Taking a flight when you have a cold
High altitude can cause a difference in the pressure of our internal organs, and the Eustachian tube closes, blocking the ears, to prevent the pressure difference from affecting the brain. This is commonly referred to as Airplane Ear or Ear barotrauma. When a high altitude pressure difference could affect the ear, nose, and throat, what could happen when one wishes to air-travel when they already have a pre-existing cold? The consequences depend on the severity of the cold.
Air travel with cold:
The ENT specialists recommend that it is safe for people with mild cold symptoms such as mild congestion, fatigue, and aches to travel by air. But if you are sick for several days and if over the counter cold medications are not working for the ailment, then it is not a good idea to travel. It is in the best interest of both self and other co-passengers. Because traveling with a contagious disease in a closed space can be dangerous for self and others.
Dealing with clogged ears during flying could be a great challenge, with pre-existing cold. The Eustachian tubes, that connect the throat and the inner ear balance the pressure between the body and outside air when the cabin pressure drops. But during a cold, when the mucus membrane in the airway is already swollen, it becomes tough for air to escape from the ears, resulting in more clogs. These clogs can be quite painful and intense and might even damage the eardrum.
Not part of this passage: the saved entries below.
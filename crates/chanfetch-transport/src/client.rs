//! Transport client: `fetch`-style calls over a message channel.
//!
//! Each call becomes a request envelope tagged with the client's instance id
//! and a fresh correlation id. The reply is awaited through the correlation
//! manager, which also enforces the per-request timeout.

use std::sync::atomic::{AtomicBool, Ordering};
use std::sync::{Arc, Mutex, MutexGuard, Weak};
use std::time::Duration;

use serde_json::Value;
use tokio::task::JoinHandle;
use tracing::{debug, info, warn};

use crate::channel::{Channel, MessageHandler, Subscription};
use crate::config::TransportConfig;
use crate::correlation::{CorrelationManager, CorrelationStats};
use crate::error::{Result, TransportError};
use crate::fetch::{FetchOptions, FetchResponse};
use crate::instance::{generate_instance_id, new_correlation_id, InstanceFilter, Role};
use crate::protocol::{message_len, now_ms, Envelope, Method, RequestEnvelope, ResponseEnvelope};

struct ClientShared {
    instance_id: String,
    filter: InstanceFilter,
    channel: Arc<dyn Channel>,
    pending: CorrelationManager<ResponseEnvelope>,
    timeout: Option<Duration>,
    max_message_size: Option<usize>,
    disposed: AtomicBool,
}

impl ClientShared {
    fn on_message(&self, message: Value) {
        let envelope = match Envelope::from_value(message) {
            Ok(envelope) => envelope,
            Err(e) => {
                debug!(instance_id = %self.instance_id, error = %e, "dropping malformed message");
                return;
            }
        };
        if !self.filter.accepts(envelope.instance_id()) {
            debug!(
                id = %envelope.id(),
                instance_id = ?envelope.instance_id(),
                own = %self.instance_id,
                "answer for another instance ignored"
            );
            return;
        }
        match envelope {
            Envelope::Request(_) => {}
            Envelope::Response(response) => {
                let id = response.id.clone();
                if !self.pending.resolve(&id, response) {
                    debug!(id = %id, "response for unknown or settled request dropped");
                }
            }
            Envelope::Error(error) => {
                let id = error.id.clone();
                if !self.pending.reject(&id, error.into()) {
                    debug!(id = %id, "error for unknown or settled request dropped");
                }
            }
        }
    }
}

async fn sweep_expired(shared: Weak<ClientShared>, every: Duration, max_age: Duration) {
    loop {
        tokio::time::sleep(every).await;
        let Some(shared) = shared.upgrade() else {
            return;
        };
        if shared.disposed.load(Ordering::SeqCst) {
            return;
        }
        let expired = shared.pending.expire_older_than(max_age);
        if expired > 0 {
            debug!(instance_id = %shared.instance_id, expired, "expired stale requests");
        }
    }
}

/// Issues requests over a channel and awaits their answers.
pub struct TransportClient {
    shared: Arc<ClientShared>,
    subscription: Mutex<Option<Subscription>>,
    sweeper: Mutex<Option<JoinHandle<()>>>,
}

fn relock<T>(mutex: &Mutex<T>) -> MutexGuard<'_, T> {
    mutex.lock().unwrap_or_else(|poisoned| poisoned.into_inner())
}

impl TransportClient {
    /// Creates a client and subscribes it to `channel`. Starts the expiry sweep
    /// when `expirySweepInterval` and a timeout are both configured.
    pub fn new(channel: Arc<dyn Channel>, config: TransportConfig) -> Result<Self> {
        config.validate()?;
        let instance_id = config
            .instance_id
            .clone()
            .unwrap_or_else(|| generate_instance_id(Role::Client));
        let shared = Arc::new(ClientShared {
            filter: InstanceFilter::new(instance_id.clone(), config.accept_untagged),
            instance_id,
            channel,
            pending: CorrelationManager::new(),
            timeout: config.timeout(),
            max_message_size: config.max_message_size,
            disposed: AtomicBool::new(false),
        });

        let weak = Arc::downgrade(&shared);
        let on_message: MessageHandler = Arc::new(move |message| {
            if let Some(shared) = weak.upgrade() {
                shared.on_message(message);
            }
        });
        let subscription = shared.channel.subscribe(on_message);

        let sweeper = match (config.expiry_sweep_interval(), shared.timeout) {
            (Some(every), Some(max_age)) => match tokio::runtime::Handle::try_current() {
                Ok(handle) => Some(handle.spawn(sweep_expired(
                    Arc::downgrade(&shared),
                    every,
                    max_age,
                ))),
                Err(_) => {
                    warn!("no tokio runtime, expiry sweep disabled");
                    None
                }
            },
            (Some(_), None) => {
                debug!("expiry sweep needs a timeout, disabled");
                None
            }
            _ => None,
        };

        info!(instance_id = %shared.instance_id, "client ready");
        Ok(Self {
            shared,
            subscription: Mutex::new(Some(subscription)),
            sweeper: Mutex::new(sweeper),
        })
    }

    pub fn instance_id(&self) -> &str {
        &self.shared.instance_id
    }

    pub fn is_disposed(&self) -> bool {
        self.shared.disposed.load(Ordering::SeqCst)
    }

    /// Requests still waiting for an answer.
    pub fn pending_count(&self) -> usize {
        self.shared.pending.pending_count()
    }

    pub fn correlation_stats(&self) -> CorrelationStats {
        self.shared.pending.stats()
    }

    /// Sends `request` under a fresh correlation id and this client's instance
    /// id, then waits for its answer. `timeout` overrides the configured one;
    /// `Some(Duration::ZERO)` waits indefinitely.
    pub async fn send(
        &self,
        mut request: RequestEnvelope,
        timeout: Option<Duration>,
    ) -> Result<FetchResponse> {
        if self.is_disposed() {
            return Err(TransportError::Disposed);
        }
        request.id = new_correlation_id();
        request.instance_id = Some(self.shared.instance_id.clone());
        request.timestamp = now_ms();
        let id = request.id.clone();

        let message = Envelope::from(request).to_value()?;
        if let Some(max_size) = self.shared.max_message_size {
            let size = message_len(&message);
            if size > max_size {
                return Err(TransportError::MessageTooLarge { size, max_size });
            }
        }

        let timeout = timeout.or(self.shared.timeout);
        let reply = self.shared.pending.track(id.clone(), timeout);
        if let Err(e) = self.shared.channel.send(message) {
            warn!(id = %id, error = %e, "request send failed");
            self.shared.pending.reject(&id, e);
        }
        let response = reply.await?;
        Ok(FetchResponse::from(response))
    }

    /// Issues a request for `url`.
    pub async fn fetch(&self, url: &str, options: FetchOptions) -> Result<FetchResponse> {
        let FetchOptions {
            method,
            headers,
            body,
            timeout,
        } = options;
        let request = RequestEnvelope::new(String::new(), method, url)
            .with_headers(headers)
            .with_body(body);
        self.send(request, timeout).await
    }

    pub async fn get(&self, url: &str) -> Result<FetchResponse> {
        self.fetch(url, FetchOptions::new(Method::Get)).await
    }

    pub async fn head(&self, url: &str) -> Result<FetchResponse> {
        self.fetch(url, FetchOptions::new(Method::Head)).await
    }

    pub async fn options(&self, url: &str) -> Result<FetchResponse> {
        self.fetch(url, FetchOptions::new(Method::Options)).await
    }

    pub async fn delete(&self, url: &str) -> Result<FetchResponse> {
        self.fetch(url, FetchOptions::new(Method::Delete)).await
    }

    pub async fn post(&self, url: &str, body: Value) -> Result<FetchResponse> {
        self.fetch(url, FetchOptions::new(Method::Post).body(body))
            .await
    }

    pub async fn put(&self, url: &str, body: Value) -> Result<FetchResponse> {
        self.fetch(url, FetchOptions::new(Method::Put).body(body)).await
    }

    pub async fn patch(&self, url: &str, body: Value) -> Result<FetchResponse> {
        self.fetch(url, FetchOptions::new(Method::Patch).body(body))
            .await
    }

    /// Unsubscribes and fails every pending request with
    /// [`TransportError::ConnectionClosed`]. Later calls fail with
    /// [`TransportError::Disposed`]. Idempotent.
    pub fn dispose(&self) {
        if self.shared.disposed.swap(true, Ordering::SeqCst) {
            return;
        }
        if let Some(subscription) = relock(&self.subscription).take() {
            subscription.unsubscribe();
        }
        if let Some(sweeper) = relock(&self.sweeper).take() {
            sweeper.abort();
        }
        let flushed = self.shared.pending.dispose_all();
        info!(instance_id = %self.shared.instance_id, flushed, "client disposed");
    }
}

impl Drop for TransportClient {
    fn drop(&mut self) {
        if let Some(sweeper) = relock(&self.sweeper).take() {
            sweeper.abort();
        }
    }
}

impl std::fmt::Debug for TransportClient {
    fn fmt(&self, f: &mut std::fmt::Formatter<'_>) -> std::fmt::Result {
        f.debug_struct("TransportClient")
            .field("instance_id", &self.shared.instance_id)
            .field("pending", &self.pending_count())
            .field("disposed", &self.is_disposed())
            .finish()
    }
}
Thus ENT specialists recommend protecting the eardrums efficiently while flying.
Protection during air travel:
Doctors recommend air travel during mild cold but warn on keeping the Eustachian tube open to minimize the risk of eardrum rupture. This can be done with the help of decongestants that help to reduce the swelling in the mucus membrane and make it easy for air to move through the Eustachian tubes. It is advisable to use a decongestant both before boarding and after landing the plane.
ENT doctors Gurgaon also recommends the use of earplugs that are made especially for flying. These earplugs have built-in filters and thus help the ears to adjust to the changing pressure gradually. It is also beneficial to chew and yawn frequently to ease the pressure off the ears.
Traveling with a Sinus Infection:
Sinus infection or sinusitis is a chronic infection of the membranes around the hollow spaces in the facial bones. Sinusitis can be caused either by bacteria and viruses and feels a lot more like the cold. Doctors advise the same preventive tips as that of cold for travelers, such as using decongestants several hours before the travel to keep swelling at its minimum.
According to ENT doctors Gurgaon, the best practice is to postpone travel during active cold infections and keep necessary medications and decongestants handy during the air travel. It is also beneficial to take allergy medications at least about an hour before the flight. Using filtered earplugs also helps in equalizing pressure against the eardrum during takeoffs and landing.